Illustration by Kristy Heilenday
History
It’s trendy now, but Native Americans have enjoyed this bright and pungent vegetable for centuries; Cherokee tribes taught settlers how to identify and harvest them throughout Appalachia, where the mountains grow lush with ramps for just a few weeks each spring. High in minerals and vitamins A and C, ramps were used for tonics in addition to sustenance.
What to Buy
Unless you’re heading to the hills to forage them yourself, chances are, you’ll find bunches of them at your local farmers market. You’re looking for vibrant, unmarred leaves and stems that haven’t wilted. (And don’t let a little dirt deter you; that just means they’re fresh from the ground.) At home, clean them and gently dry them, then store them loosely covered in the refrigerator until use.
How to Prepare
Use them in lieu of scallions and even garlic, slicing, dicing and sautéing them as you would any other allium. Try them roasted, puréed or grilled whole. They also are great pickled and in cocktails, just as they are minced and in sauces, dumplings and salads. Just be sure to wash them thoroughly first.
Ramp and Sunchoke Soup
Serves 4
By Josh Wright of Pop’s Market on Grace
1 pound sunchokes, scrubbed clean and cut into 1-inch cubes
2 pounds ramps, cleaned, with root tips removed
1/4 pound prosciutto
1/2 cup olive oil
4 eggs
Flat leaf parsley, for garnish
Salt and pepper, to taste
Place the sunchokes in a medium-sized pot and add water to roughly 1 inch above them. Add a generous pinch of salt, and bring to a simmer. Once the sunchokes become tender, about 10 minutes, hold the ramps by the greens and submerge the bulbs in the pot, about 1 minute, then fully submerge the ramps for an additional 90 seconds. Remove from heat and strain over a large bowl, reserving the cooking liquid. Remove two dozen ramps and sever their bulbs from the greens, adding the greens back to the pile of sunchokes and other ramps. Wrap the bulbs and the smallest pieces of sunchoke twice with prosciutto pieces, then set on a nonstick baking sheet. Add the bowl of sunchokes and ramps to a blender, and pulse with 1 cup of the cooking liquid. Add liquid until the mixture reaches a smooth but thick consistency.
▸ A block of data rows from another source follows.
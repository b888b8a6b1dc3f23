use std::sync::Arc;

use axum::extract::State;
use axum::http::header::{CONTENT_DISPOSITION, CONTENT_TYPE};
use axum::http::StatusCode;
use axum::response::{IntoResponse, Response};
use axum::Json;
use serde_json::{json, Value};
use tokio::time::timeout;
use tracing::{error, info, info_span, warn, Instrument};
use uuid::Uuid;

use super::AppState;
use crate::output::{render_plan_pdf, DEFAULT_REPORT_TITLE};
use crate::planner::{GoalRequest, PlanResponse, TaskItem};

/// Error body shared by every route: `{"detail": "..."}`
#[derive(Debug)]
pub struct ApiError {
    status: StatusCode,
    detail: String,
}

impl ApiError {
    fn new(status: StatusCode, detail: impl Into<String>) -> Self {
        Self {
            status,
            detail: detail.into(),
        }
    }
}

impl IntoResponse for ApiError {
    fn into_response(self) -> Response {
        (self.status, Json(json!({ "detail": self.detail }))).into_response()
    }
}

pub async fn root() -> Json<Value> {
    Json(json!({
        "message": "planagent server is running",
        "endpoints": ["/react-agent", "/generate-report", "/health"],
        "status": "healthy",
    }))
}

pub async fn health(State(state): State<Arc<AppState>>) -> Json<Value> {
    Json(json!({
        "status": "healthy",
        "service": "react-agent",
        "port": state.port,
    }))
}

pub async fn react_agent(
    State(state): State<Arc<AppState>>,
    Json(request): Json<GoalRequest>,
) -> Result<Json<PlanResponse>, ApiError> {
    let goal = request.goal.trim();
    if goal.is_empty() {
        return Err(ApiError::new(
            StatusCode::BAD_REQUEST,
            "Goal must not be empty",
        ));
    }

    let span = info_span!("plan", request_id = %Uuid::new_v4());
    async {
        info!("Received goal: {}", goal);
        let planning = state.planner.plan_within(goal, state.request_timeout);
        match timeout(state.request_timeout, planning).await {
            Ok(outcome) => Ok(Json(outcome.into_response())),
            Err(_) => {
                warn!("Planning exceeded {:?}", state.request_timeout);
                Err(ApiError::new(
                    StatusCode::REQUEST_TIMEOUT,
                    "Request timed out. Please try with a simpler goal.",
                ))
            }
        }
    }
    .instrument(span)
    .await
}

pub async fn generate_report(Json(tasks): Json<Vec<TaskItem>>) -> Result<Response, ApiError> {
    if let Some(idx) = tasks
        .iter()
        .position(|t| t.step.trim().is_empty() || t.task.trim().is_empty())
    {
        return Err(ApiError::new(
            StatusCode::UNPROCESSABLE_ENTITY,
            format!("Task {}: step and task must not be empty", idx + 1),
        ));
    }

    let tasks: Vec<TaskItem> = tasks.into_iter().map(TaskItem::normalized).collect();
    info!("Rendering report for {} tasks", tasks.len());

    let rendered =
        tokio::task::spawn_blocking(move || render_plan_pdf(&tasks, DEFAULT_REPORT_TITLE)).await;

    let bytes = match rendered {
        Ok(Ok(bytes)) => bytes,
        Ok(Err(e)) => {
            error!("Report rendering failed: {}", e);
            return Err(ApiError::new(
                StatusCode::INTERNAL_SERVER_ERROR,
                format!("Report generation failed: {}", e),
            ));
        }
        Err(e) => {
            error!("Report task aborted: {}", e);
            return Err(ApiError::new(
                StatusCode::INTERNAL_SERVER_ERROR,
                "Report generation failed",
            ));
        }
    };

    Ok((
        [
            (CONTENT_TYPE, "application/pdf"),
            (CONTENT_DISPOSITION, "attachment;filename=project_plan.pdf"),
        ],
        bytes,
    )
        .into_response())
}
Toward the end of blending, slowly incorporate the olive oil. Return to the pot and heat on low, thinning with cooking liquid as needed. Broil the prosciutto-wrapped vegetables until crispy, 3 to 4 minutes. In a separate pot, poach the eggs in the simmer water with a splash of white vinegar and pinch of salt. Ladle the soup into bowls and place an egg and prosciutto-wrapped vegetables atop each. Garnish with whole parsley leaves, salt, pepper and a drizzle of olive oil.